Say how many lines in the entries contain "Serialize", giving only the number.

▶ **Dataset excerpts**
⁂
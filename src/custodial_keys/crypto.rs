//! Cryptographic primitives for share custody.
//!
//! # Algorithms
//!
//! - **Key Generation**: Ed25519 (Solana account keys)
//! - **Share Encryption**: ChaCha20-Poly1305 (authenticated encryption)
//!
//! Every call to [`encrypt_share`] draws a fresh 12-byte nonce from the OS
//! RNG and stores it beside the ciphertext. The process-wide encryption key
//! is shared across shares; a nonce is never reused under it.

use chacha20poly1305::{aead::Aead, ChaCha20Poly1305, Key, KeyInit, Nonce};
use ed25519_dalek::{Signature, Signer, SigningKey, VerifyingKey};
use rand::rngs::OsRng;
use rand::RngCore;
use serde::{Deserialize, Serialize};
use zeroize::Zeroizing;

// =============================================================================
// Constants
// =============================================================================

/// Share encryption key length (32 bytes)
pub const KEY_LEN: usize = 32;

/// Nonce length for ChaCha20-Poly1305 (12 bytes)
pub const NONCE_LEN: usize = 12;

/// Ed25519 private key (seed) length (32 bytes)
pub const PRIVATE_KEY_LEN: usize = 32;

/// ChaCha20-Poly1305 auth tag length (16 bytes)
pub const AUTH_TAG_LEN: usize = 16;

/// Errors from the share encryption layer.
#[derive(Debug, Clone, PartialEq, Eq, thiserror::Error)]
pub enum CipherError {
    #[error("encryption failed")]
    Encryption,

    #[error("malformed encrypted share: {0}")]
    Malformed(String),

    #[error("authentication failed (wrong key, wrong IV or tampered ciphertext)")]
    Authentication,
}

// =============================================================================
// Encrypted Share
// =============================================================================

/// One encrypted share as persisted in a store.
#[derive(Debug, Clone, PartialEq, Eq, Serialize, Deserialize)]
pub struct EncryptedShare {
    /// Ciphertext including the 16-byte auth tag
    pub ciphertext: Vec<u8>,

    /// The nonce used for this ciphertext
    pub iv: Vec<u8>,
}

impl EncryptedShare {
    /// Encode as `hex(iv):hex(ciphertext)`.
    pub fn encode(&self) -> String {
        format!("{}:{}", hex::encode(&self.iv), hex::encode(&self.ciphertext))
    }

    /// Parse the `hex(iv):hex(ciphertext)` form.
    pub fn decode(encoded: &str) -> Result<Self, CipherError> {
        let (iv, ciphertext) = encoded
            .split_once(':')
            .ok_or_else(|| CipherError::Malformed("missing ':' separator".into()))?;

        let iv = hex::decode(iv).map_err(|e| CipherError::Malformed(format!("iv: {e}")))?;
        let ciphertext = hex::decode(ciphertext)
            .map_err(|e| CipherError::Malformed(format!("ciphertext: {e}")))?;

        Ok(Self { ciphertext, iv })
    }
}

// =============================================================================
// Key Generation
// =============================================================================

/// A freshly generated account keypair.
///
/// The private key never leaves this struct unencrypted except by reference,
/// and is zeroized on drop.
pub struct KeyPair {
    /// Base58-encoded Ed25519 public key
    pub public_key: String,

    private_key: Zeroizing<[u8; PRIVATE_KEY_LEN]>,
}

impl KeyPair {
    /// Generate a new Ed25519 keypair from the OS RNG.
    pub fn generate() -> Self {
        let (signing_key, verifying_key) = generate_keypair();
        Self {
            public_key: encode_public_key(&verifying_key),
            private_key: Zeroizing::new(signing_key.to_bytes()),
        }
    }

    /// The raw 32-byte seed.
    pub fn private_key(&self) -> &[u8; PRIVATE_KEY_LEN] {
        &self.private_key
    }
}

impl std::fmt::Debug for KeyPair {
    fn fmt(&self, f: &mut std::fmt::Formatter<'_>) -> std::fmt::Result {
        f.debug_struct("KeyPair")
            .field("public_key", &self.public_key)
            .field("private_key", &"<redacted>")
            .finish()
    }
}

/// Generate a new Ed25519 signing keypair.
pub fn generate_keypair() -> (SigningKey, VerifyingKey) {
    let signing_key = SigningKey::generate(&mut OsRng);
    let verifying_key = signing_key.verifying_key();
    (signing_key, verifying_key)
}

/// Generate cryptographically secure random bytes.
pub fn generate_random_bytes<const N: usize>() -> [u8; N] {
    let mut bytes = [0u8; N];
    OsRng.fill_bytes(&mut bytes);
    bytes
}

/// Base58 form of a public key (Solana address).
pub fn encode_public_key(key: &VerifyingKey) -> String {
    bs58::encode(key.to_bytes()).into_string()
}

/// Parse a base58 public key.
pub fn decode_public_key(encoded: &str) -> Option<VerifyingKey> {
    let bytes = bs58::decode(encoded).into_vec().ok()?;
    let bytes: [u8; 32] = bytes.try_into().ok()?;
    VerifyingKey::from_bytes(&bytes).ok()
}

// =============================================================================
// Encryption / Decryption
// =============================================================================

/// Encrypt one share under the process-wide key with a fresh random nonce.
pub fn encrypt_share(
    plaintext: &[u8],
    encryption_key: &[u8; KEY_LEN],
) -> Result<EncryptedShare, CipherError> {
    let nonce: [u8; NONCE_LEN] = generate_random_bytes();
    let cipher = ChaCha20Poly1305::new(Key::from_slice(encryption_key));
    let ciphertext = cipher
        .encrypt(Nonce::from_slice(&nonce), plaintext)
        .map_err(|_| CipherError::Encryption)?;

    Ok(EncryptedShare {
        ciphertext,
        iv: nonce.to_vec(),
    })
}

/// Decrypt one share.
///
/// # Errors
///
/// Returns an error if:
/// - The IV has the wrong length or the ciphertext is shorter than a tag
/// - The ciphertext is tampered (auth tag verification fails)
/// - The wrong key or IV was used
pub fn decrypt_share(
    share: &EncryptedShare,
    encryption_key: &[u8; KEY_LEN],
) -> Result<Zeroizing<Vec<u8>>, CipherError> {
    if share.iv.len() != NONCE_LEN {
        return Err(CipherError::Malformed(format!(
            "iv length: expected {}, got {}",
            NONCE_LEN,
            share.iv.len()
        )));
    }
    if share.ciphertext.len() < AUTH_TAG_LEN {
        return Err(CipherError::Malformed("ciphertext truncated".into()));
    }

    let cipher = ChaCha20Poly1305::new(Key::from_slice(encryption_key));
    let plaintext = cipher
        .decrypt(Nonce::from_slice(&share.iv), share.ciphertext.as_slice())
        .map_err(|_| CipherError::Authentication)?;

    Ok(Zeroizing::new(plaintext))
}

// =============================================================================
// Signing
// =============================================================================

/// Sign a payload with an Ed25519 private key.
pub fn sign_payload(signing_key: &SigningKey, payload: &[u8]) -> Signature {
    signing_key.sign(payload)
}

// =============================================================================
// Tests
// =============================================================================

#[cfg(test)]
mod tests {
    use super::*;

    fn test_key() -> [u8; KEY_LEN] {
        generate_random_bytes()
    }

    #[test]
    fn test_keypair_generation() {
        let keypair = KeyPair::generate();

        let verifying_key = decode_public_key(&keypair.public_key).unwrap();
        let signing_key = SigningKey::from_bytes(keypair.private_key());
        assert_eq!(signing_key.verifying_key(), verifying_key);
    }

    #[test]
    fn test_keypair_debug_redacts_private_key() {
        let keypair = KeyPair::generate();
        let printed = format!("{keypair:?}");
        assert!(printed.contains("<redacted>"));
        assert!(!printed.contains(&hex::encode(keypair.private_key())));
    }

    #[test]
    fn test_encrypt_decrypt_roundtrip() {
        let key = test_key();
        for len in [0usize, 1, 41, 200] {
            let plaintext: Vec<u8> = (0..len).map(|i| i as u8).collect();
            let share = encrypt_share(&plaintext, &key).unwrap();

            assert_eq!(share.iv.len(), NONCE_LEN);
            assert_eq!(share.ciphertext.len(), len + AUTH_TAG_LEN);
            assert_eq!(*decrypt_share(&share, &key).unwrap(), plaintext);
        }
    }

    #[test]
    fn test_fresh_iv_per_encryption() {
        let key = test_key();
        let a = encrypt_share(b"same share", &key).unwrap();
        let b = encrypt_share(b"same share", &key).unwrap();

        assert_ne!(a.iv, b.iv);
        assert_ne!(a.ciphertext, b.ciphertext);
    }

    #[test]
    fn test_every_bit_flip_fails() {
        let key = test_key();
        let share = encrypt_share(b"\x01share-payload", &key).unwrap();

        for byte in 0..share.ciphertext.len() {
            for bit in 0..8 {
                let mut tampered = share.clone();
                tampered.ciphertext[byte] ^= 1 << bit;
                assert!(matches!(
                    decrypt_share(&tampered, &key),
                    Err(CipherError::Authentication)
                ));
            }
        }
    }

    #[test]
    fn test_wrong_key_or_iv_fails() {
        let key = test_key();
        let share = encrypt_share(b"payload", &key).unwrap();

        assert!(decrypt_share(&share, &test_key()).is_err());

        let mut wrong_iv = share.clone();
        wrong_iv.iv[0] ^= 0xff;
        assert!(decrypt_share(&wrong_iv, &key).is_err());
    }

    #[test]
    fn test_malformed_shares_fail() {
        let key = test_key();
        let mut share = encrypt_share(b"payload", &key).unwrap();

        share.ciphertext.truncate(AUTH_TAG_LEN - 1);
        assert!(matches!(
            decrypt_share(&share, &key),
            Err(CipherError::Malformed(_))
        ));

        let short_iv = EncryptedShare {
            ciphertext: vec![0; 32],
            iv: vec![0; 8],
        };
        assert!(matches!(
            decrypt_share(&short_iv, &key),
            Err(CipherError::Malformed(_))
        ));
    }

    #[test]
    fn test_encoded_form_roundtrip() {
        let key = test_key();
        let share = encrypt_share(b"payload", &key).unwrap();

        let encoded = share.encode();
        assert_eq!(encoded.split(':').count(), 2);

        let decoded = EncryptedShare::decode(&encoded).unwrap();
        assert_eq!(decoded, share);
        assert_eq!(*decrypt_share(&decoded, &key).unwrap(), b"payload");

        assert!(EncryptedShare::decode("no-separator").is_err());
        assert!(EncryptedShare::decode("zz:00").is_err());
    }

    #[test]
    fn test_signing() {
        let (signing_key, verifying_key) = generate_keypair();
        let message = b"transfer 1 SOL";

        let signature = sign_payload(&signing_key, message);

        use ed25519_dalek::Verifier;
        assert!(verifying_key.verify(message, &signature).is_ok());
    }
}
⁂
▶ **Exercise response**
2